«Perché non posso accettare l’eutanasia»

Di Tempi
02 Novembre 2006

Non ci sono stati solo i casi di Luca Coscioni e Piergiorgio Welby. Entrambi presidenti dell’associazione che porta il nome del primo (vicina ai Radicali italiani), Coscioni e Welby hanno fatto della propria condizione privata la bandiera di una battaglia pubblica in favore dell’eutanasia e della ricerca sugli embrioni. Ma oggi altri, come Giovanni Nuvoli, ex arbitro di calcio a sua volta affetto da sclerosi laterale amiotrofica dal 1999, seguendo l’esempio di Welby, ha scritto al presidente della Repubblica Giorgio Napolitano chiedendogli di poter staccare la spina.
Interrogato da alcuni quotidiani sardi, Carlo Marongiu ha detto che «lo Stato non accetta l’eutanasia e nemmeno io, ma per vivere non è sufficiente restare attaccati a un respiratore». Per Carlo, infatti, il vero problema da dibattere non sono le condizioni che rendano comprensibile il desiderio di morire, ma quali siano quelle che possono aiutare a vivere. Un cambio di prospettiva nell’affronto della questione, che permette a Carlo e a sua moglie Mirella di ribadire che «una vita del genere deve essere vissuta con una speciale dose di amore, un amore incondizionato».

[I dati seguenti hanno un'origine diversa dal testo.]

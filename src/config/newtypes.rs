//! Validated newtype wrappers for configuration values.
//!
//! This module provides type-safe wrappers around string values that validate
//! their contents on construction. Invalid values are rejected with clear error messages.

use crate::error::ConfigError;
use std::fmt;

/// A validated COVE API app id.
///
/// # Example
///
/// ```rust
/// use coveapi::AppId;
///
/// let id = AppId::new("my-app-id").unwrap();
/// assert_eq!(id.as_ref(), "my-app-id");
/// ```
#[derive(Clone, Debug, PartialEq, Eq)]
pub struct AppId(String);

impl AppId {
    /// Creates a new validated app id.
    ///
    /// # Errors
    ///
    /// Returns [`ConfigError::EmptyAppId`] if the id is empty.
    pub fn new(id: impl Into<String>) -> Result<Self, ConfigError> {
        let id = id.into();
        if id.is_empty() {
            return Err(ConfigError::EmptyAppId);
        }
        Ok(Self(id))
    }
}

impl AsRef<str> for AppId {
    fn as_ref(&self) -> &str {
        &self.0
    }
}

/// A validated COVE API app secret.
///
/// The `Debug` implementation masks the secret value, displaying only
/// `AppSecret(*****)`, so credentials never end up in logs.
///
/// # Example
///
/// ```rust
/// use coveapi::AppSecret;
///
/// let secret = AppSecret::new("my-secret").unwrap();
/// assert_eq!(format!("{:?}", secret), "AppSecret(*****)");
/// ```
#[derive(Clone, PartialEq, Eq)]
pub struct AppSecret(String);

impl AppSecret {
    /// Creates a new validated app secret.
    ///
    /// # Errors
    ///
    /// Returns [`ConfigError::EmptyAppSecret`] if the secret is empty.
    pub fn new(secret: impl Into<String>) -> Result<Self, ConfigError> {
        let secret = secret.into();
        if secret.is_empty() {
            return Err(ConfigError::EmptyAppSecret);
        }
        Ok(Self(secret))
    }
}

impl AsRef<str> for AppSecret {
    fn as_ref(&self) -> &str {
        &self.0
    }
}

impl fmt::Debug for AppSecret {
    fn fmt(&self, f: &mut fmt::Formatter<'_>) -> fmt::Result {
        f.write_str("AppSecret(*****)")
    }
}

/// A validated API host: scheme plus authority, nothing else.
///
/// Endpoints and relative resource paths are appended directly to the host,
/// so a trailing `/` is trimmed and any path, query, or fragment is rejected.
///
/// # Example
///
/// ```rust
/// use coveapi::HostUrl;
///
/// let url = HostUrl::new("http://api.pbs.org/").unwrap();
/// assert_eq!(url.as_ref(), "http://api.pbs.org");
/// assert_eq!(url.scheme(), "http");
/// assert_eq!(url.host_name(), "api.pbs.org");
/// ```
#[derive(Clone, Debug, PartialEq, Eq)]
pub struct HostUrl {
    url: String,
    scheme_end: usize,
    host_start: usize,
    host_end: usize,
}

impl HostUrl {
    /// Creates a new validated host URL.
    ///
    /// # Errors
    ///
    /// Returns [`ConfigError::InvalidHostUrl`] if the URL is invalid.
    pub fn new(url: impl Into<String>) -> Result<Self, ConfigError> {
        let url = url.into();
        let url = url.trim().trim_end_matches('/').to_string();
        let invalid = || ConfigError::InvalidHostUrl { url: url.clone() };

        let scheme_end = url.find("://").ok_or_else(invalid)?;

        let scheme = &url[..scheme_end];
        if scheme.is_empty() || !scheme.chars().all(|c| c.is_ascii_alphabetic()) {
            return Err(invalid());
        }

        let host_start = scheme_end + 3;
        let authority = &url[host_start..];
        if authority.is_empty() || authority.contains(['/', '?', '#']) {
            return Err(invalid());
        }

        let host_end = authority.find(':').map_or(url.len(), |i| host_start + i);
        if host_end == host_start {
            return Err(invalid());
        }

        Ok(Self {
            url,
            scheme_end,
            host_start,
            host_end,
        })
    }

    /// Returns the URL scheme (e.g., "http").
    #[must_use]
    pub fn scheme(&self) -> &str {
        &self.url[..self.scheme_end]
    }

    /// Returns the host name portion of the URL, without any port.
    #[must_use]
    pub fn host_name(&self) -> &str {
        &self.url[self.host_start..self.host_end]
    }
}

impl AsRef<str> for HostUrl {
    fn as_ref(&self) -> &str {
        &self.url
    }
}

impl fmt::Display for HostUrl {
    fn fmt(&self, f: &mut fmt::Formatter<'_>) -> fmt::Result {
        f.write_str(&self.url)
    }
}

È un’esperienza, quella di Carlo e Mirella, che deve aver convinto tutti gli abitanti di Narbolia e dintorni, dal momento che questi hanno organizzato una speciale manifestazione in onore dell’ex vigile del fuoco, conferendogli la cittadinanza onoraria. Non solo per mostrargli il proprio affetto, ma anche per protestare contro la decisione della Regione Sardegna di tagliare i fondi destinati all’assistenza domiciliare: se le ore in cui gli infermieri possono recarsi a casa di Carlo fossero ridotte da 6 a 3, come vuole Soru, per Mirella «sarebbe un disastro. Come potrei lavorare? Non siamo gente ricca, viviamo del mio stipendio e questo servizio è per noi indispensabile».